2019 · Iuchi — Molecular Hydrogen Suppresses Free-Radical-Induced Cell Death by Mitigating Fatty Acid Peroxidation and Mitochondrial Dysfunction
Super-Abstract
In human leukemia cells exposed to the oxidative stressor tert-butyl hydroperoxide, molecular hydrogen (H₂) reduced fatty acid peroxidation, preserved mitochondrial function, and prevented cell death. This in-vitro study provides mechanistic evidence that H₂ protects cells from radical-induced damage through two complementary pathways: suppression of lipid peroxidation and protection of mitochondrial integrity. These are cell-culture results and do not constitute proof of human therapeutic efficacy. (Canadian Journal of Physiology and Pharmacology, 2019.)
Commentary
This study from the group that originally reported H₂ as a therapeutic antioxidant (Ohsawa/Ohta lab lineage) addresses a key mechanistic question: by what cellular mechanisms does H₂ protect against oxidative injury? Using THP-1 cells (a human monocyte/macrophage cell line) stressed with tBHP, Iuchi et al. deploy a panel of fluorescent assays to track fatty acid peroxidation (Liperfluo, C11-BODIPY), mitochondrial oxidoreductase activity (alamarBlue), membrane potential (TMRM), and cell death (PI staining). H₂ reduced all damage markers. The mechanistic conclusion — H₂ protects via lipid peroxidation suppression AND mitochondrial protection — adds granularity to the simple „hydroxyl radical scavenger“ model. However, THP-1 is a cancer cell line in culture; the physiological relevance and dose-response in normal tissues and in vivo remains to be established.
Key quotes
- „H2 protected the cultured cells against the cytotoxic effects induced by tert-butyl hydroperoxide“ — primary result: H₂ prevents oxidative cell death in this model
- „H2 suppressed cellular fatty acid peroxidation and cell membrane permeability, mitigated the decline in mitochondrial oxidoreductase activity and mitochondrial membrane potential“ — dual mechanism: lipid peroxidation + mitochondrial protection
- „These results suggested that H2 suppresses free-radical-induced cell death through protection against fatty acid peroxidation and mitochondrial dysfunction.“ — mechanistic conclusion summarised
Our assessment
A mechanistically informative in-vitro study using established assays. The findings contribute to the mechanistic picture of how H₂ reduces oxidative injury at the cellular level. Honest limitations: (1) THP-1 is a leukemia cell line, not primary human cells; (2) the oxidative stressor (tBHP) is a synthetic model compound — not the same as physiological oxidative stress; (3) H₂ concentration in the cell medium is not explicitly quantified in the abstract; (4) no in-vivo validation. The study supports the mechanistic plausibility of H₂'s antioxidant effects but does not demonstrate efficacy in any human disease.
Study design
- Type: in-vitro cell study · Model: THP-1 human acute monocytic leukemia cell line · Stressor: tert-butyl hydroperoxide (tBHP) · H₂ intervention: dissolved H₂ in culture medium
- Assays: LDH release (membrane permeability), Hoechst/PI staining (cell death), Liperfluo/C11-BODIPY (fatty acid peroxidation), alamarBlue (mitochondrial oxidoreductase), TMRM (mitochondrial membrane potential)

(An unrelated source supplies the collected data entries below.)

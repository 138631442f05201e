use crate::workflow::config::EngineScenario;
use afccore::channels::operating_class_channels;
use afccore::protocol::{
    AvailableChannelInfo, AvailableFrequencyInfo, FrequencyRange, InquiredChannel,
};
use rand::{rngs::StdRng, Rng, SeedableRng};

/// Operating classes answered when an inquiry names none.
const DEFAULT_CLASSES: [u32; 4] = [131, 132, 133, 134];

/// Offset between channel EIRP and PSD for a 20 MHz reference bandwidth.
const PSD_OFFSET_DB: f64 = 13.0;

fn round_tenth(value: f64) -> f64 {
    (value * 10.0).round() / 10.0
}

/// Seeded source of synthetic EIRP limits.
pub struct EirpGenerator {
    rng: StdRng,
    floor: f64,
    ceiling: f64,
    exclusion_rate: f64,
}

impl EirpGenerator {
    pub fn new(scenario: &EngineScenario) -> Self {
        Self {
            rng: StdRng::seed_from_u64(scenario.seed),
            floor: scenario.eirp_floor,
            ceiling: scenario.eirp_ceiling.max(scenario.eirp_floor),
            exclusion_rate: scenario.exclusion_rate.clamp(0.0, 1.0),
        }
    }

    fn level(&mut self) -> f64 {
        if self.ceiling > self.floor {
            round_tenth(self.rng.gen_range(self.floor..self.ceiling))
        } else {
            self.floor
        }
    }

    fn channel_eirp(&mut self) -> Option<f64> {
        if self.exclusion_rate > 0.0 && self.rng.gen_bool(self.exclusion_rate) {
            None
        } else {
            Some(self.level())
        }
    }

    /// One result per inquired class; classes without explicit channels get
    /// every channel of the class.
    pub fn channel_info(&mut self, inquired: &[InquiredChannel]) -> Vec<AvailableChannelInfo> {
        let classes: Vec<InquiredChannel> = if inquired.is_empty() {
            DEFAULT_CLASSES
                .iter()
                .map(|&class| InquiredChannel {
                    global_operating_class: class,
                    channel_cfi: None,
                })
                .collect()
        } else {
            inquired.to_vec()
        };

        classes
            .into_iter()
            .map(|class| {
                let channel_cfi = class
                    .channel_cfi
                    .unwrap_or_else(|| operating_class_channels(class.global_operating_class));
                let max_eirp = channel_cfi.iter().map(|_| self.channel_eirp()).collect();
                AvailableChannelInfo {
                    global_operating_class: class.global_operating_class,
                    channel_cfi,
                    max_eirp,
                }
            })
            .collect()
    }

    pub fn frequency_info(&mut self, ranges: &[FrequencyRange]) -> Vec<AvailableFrequencyInfo> {
        ranges
            .iter()
            .map(|range| AvailableFrequencyInfo {
                frequency_range: *range,
                max_psd: Some(round_tenth(self.level() - PSD_OFFSET_DB)),
            })
            .collect()
    }
}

- Result: H₂ reduced tBHP-induced cell death, membrane permeabilisation, lipid peroxidation, and mitochondrial dysfunction — consistent with dual protective mechanism
Abstract
Molecular hydrogen (H2) was believed to be an inert and nonfunctional molecule in mammalian cells; however, we overturned the concept by reporting the therapeutic effects of H2 against oxidative stress. Subsequently, extensive studies revealed multiple functions of H2 by exhibiting the efficacies of H2 in various animal models and clinical studies. Here, we investigated the effect of H2 on free-radical-induced cytotoxicity using tert-butyl hydroperoxide in a human acute monocytic leukemia cell line, THP-1. Cell membrane permeability was determined using lactate dehydrogenase release assay and Hoechst 33342 and propidium iodide staining. Fatty acid peroxidation and mitochondrial viability were measured using 2 kinds of fluorescent dyes, Liperfluo and C11-BODIPY, and using the alamarBlue assay based on the reduction of resazurin to resorufin by mainly mitochondrial succinate dehydrogenase, respectively. Mitochondrial membrane potential was evaluated using tetramethylrhodamine methyl ester. As a result, H2 protected the cultured cells against the cytotoxic effects induced by tert-butyl hydroperoxide; H2 suppressed cellular fatty acid peroxidation and cell membrane permeability, mitigated the decline in mitochondrial oxidoreductase activity and mitochondrial membrane potential, and protected cells against cell death evaluated using propidium iodide staining. These results suggested that H2 suppresses free-radical-induced cell death through protection against fatty acid peroxidation and mitochondrial dysfunction.